Over the weekend, the Wall Street Journal had an interesting piece about Devi Shetty, an Indian heart surgeon who is revolutionizing the practice of heart surgery:
Dr. Shetty, who entered the limelight in the early 1990s as Mother Teresa's cardiac surgeon, offers cutting-edge medical care in India at a fraction of what it costs elsewhere in the world. His flagship heart hospital charges $2,000, on average, for open-heart surgery, compared with hospitals in the U.S. that are paid between $20,000 and $100,000, depending on the complexity of the surgery.

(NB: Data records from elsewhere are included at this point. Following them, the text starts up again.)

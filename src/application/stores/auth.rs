//! User roster and the process-wide session

use serde::{Deserialize, Serialize};
use tracing::{info, warn};

use super::{AuthAction, Roster};
use crate::domain::{seed, DomainError, DomainResult, Session, User};
use crate::notifications::Event;

#[derive(Debug, Clone, Default, Serialize, Deserialize)]
pub struct AuthStore {
    #[serde(flatten)]
    session: Session,
    users: Roster<User>,
}

impl AuthStore {
    pub fn seeded() -> Self {
        Self::with_users(seed::users())
    }

    pub fn with_users(users: Vec<User>) -> Self {
        Self {
            session: Session::default(),
            users: Roster::new(users),
        }
    }

    pub fn session(&self) -> &Session {
        &self.session
    }

    pub fn current_user(&self) -> Option<&User> {
        self.session.user()
    }

    pub fn is_authenticated(&self) -> bool {
        self.session.is_authenticated
    }

    pub fn users(&self) -> &[User] {
        self.users.items()
    }

    pub fn revision(&self) -> u64 {
        self.users.revision()
    }

    /// Exact (username, password) match against the roster.
    ///
    /// With duplicate usernames the earliest matching entry wins. On a miss
    /// the session is left exactly as it was.
    pub fn login(&mut self, username: &str, password: &str) -> DomainResult<User> {
        let Some(user) = self
            .users
            .items()
            .iter()
            .find(|u| u.credentials_match(username, password))
            .cloned()
        else {
            warn!(username = %username, "Login rejected: invalid credentials");
            return Err(DomainError::Unauthorized("invalid credentials".into()));
        };

        info!(user_id = %user.id, role = %user.role, "User signed in");
        self.session = Session::signed_in(user.clone());
        self.users.touch();
        Ok(user)
    }

    pub fn logout(&mut self) {
        if let Some(user) = self.session.current_user.as_ref() {
            info!(user_id = %user.id, "User signed out");
        }
        self.session = Session::default();
        self.users.touch();
    }

    /// Append without checking username uniqueness or the caller's role.
    pub fn add_user(&mut self, user: User) {
        if self.users.items().iter().any(|u| u.username == user.username) {
            warn!(username = %user.username, "Adding user with a username already in the roster");
        }
        self.users.push(user);
    }

    pub(crate) fn reduce(&mut self, action: AuthAction) -> Option<Event> {
        match action {
            AuthAction::Login { username, password } => self
                .login(&username, &password)
                .ok()
                .map(|user| Event::SessionStarted { user_id: user.id }),
            AuthAction::Logout => {
                let was_signed_in = self.session.is_authenticated;
                self.logout();
                was_signed_in.then_some(Event::SessionEnded)
            }
            AuthAction::AddUser(user) => {
                let user_id = user.id.clone();
                self.add_user(user);
                Some(Event::UserAdded { user_id })
            }
        }
    }
}

#[cfg(test)]
mod tests {
    use super::*;
    use crate::domain::UserRole;

    #[test]
    fn login_with_exact_match_opens_session() {
        let mut store = AuthStore::seeded();
        let user = store.login("teknisi", "teknisi123").unwrap();

        assert!(store.is_authenticated());
        assert_eq!(store.current_user(), Some(&user));
        assert_eq!(user.role, UserRole::Technician);
    }

    #[test]
    fn login_miss_keeps_session() {
        let mut store = AuthStore::seeded();
        assert!(matches!(
            store.login("admin", "wrong"),
            Err(DomainError::Unauthorized(_))
        ));
        assert!(!store.is_authenticated());

        store.login("admin", "admin123").unwrap();
        assert!(store.login("teknisi", "nope").is_err());
        assert_eq!(store.current_user().map(|u| u.username.as_str()), Some("admin"));
    }

    #[test]
    fn password_match_is_case_sensitive() {
        let mut store = AuthStore::seeded();
        assert!(store.login("admin", "ADMIN123").is_err());
        assert!(store.login("Admin", "admin123").is_err());
    }

    // Duplicate usernames are accepted; login resolves to the first entry.
    #[test]
    fn duplicate_username_first_match_wins() {
        let mut store = AuthStore::seeded();
        let mut clone = seed::users().remove(1);
        clone.id = "user-dup".into();
        store.add_user(clone);

        assert_eq!(store.users().len(), 3);
        let user = store.login("teknisi", "teknisi123").unwrap();
        assert_eq!(user.id, "user-2");
    }

    #[test]
    fn logout_clears_session() {
        let mut store = AuthStore::seeded();
        store.login("admin", "admin123").unwrap();
        assert_eq!(store.reduce(AuthAction::Logout), Some(Event::SessionEnded));
        assert_eq!(store.session(), &Session::default());
        assert_eq!(store.reduce(AuthAction::Logout), None);
    }

    #[test]
    fn persisted_shape_flattens_session() {
        let mut store = AuthStore::seeded();
        store.login("admin", "admin123").unwrap();
        let json = serde_json::to_value(&store).unwrap();
        assert_eq!(json["isAuthenticated"], true);
        assert_eq!(json["currentUser"]["role"], "super-admin");
        assert_eq!(json["users"][1]["role"], "technician");
    }
}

....Then there are the Cayman Islands, where he plans to build and run a 2,000-bed general hospital an hour's plane ride from Miami. Procedures, both elective and necessary, will be priced at least 50% lower than what they cost in the U.S., says Dr. Shetty, who hopes to draw Americans who are uninsured or need surgery their plans don't cover.
A few notes: Shetty runs a for-profit business, not a charity. He makes money at these prices. And although a big part of his lower prices has to do with the generally low cost of living in India, his mass-production techniques have reduced prices more than 50% even compared to other Indian hospitals.
But although this may be cheap medicine, there's nothing cheap about his results: outcomes at his hospitals are at least as good as they are at the best American clinics, and probably even better. It's the kind of thing someone ought to be trying here. The whole story is worth a read.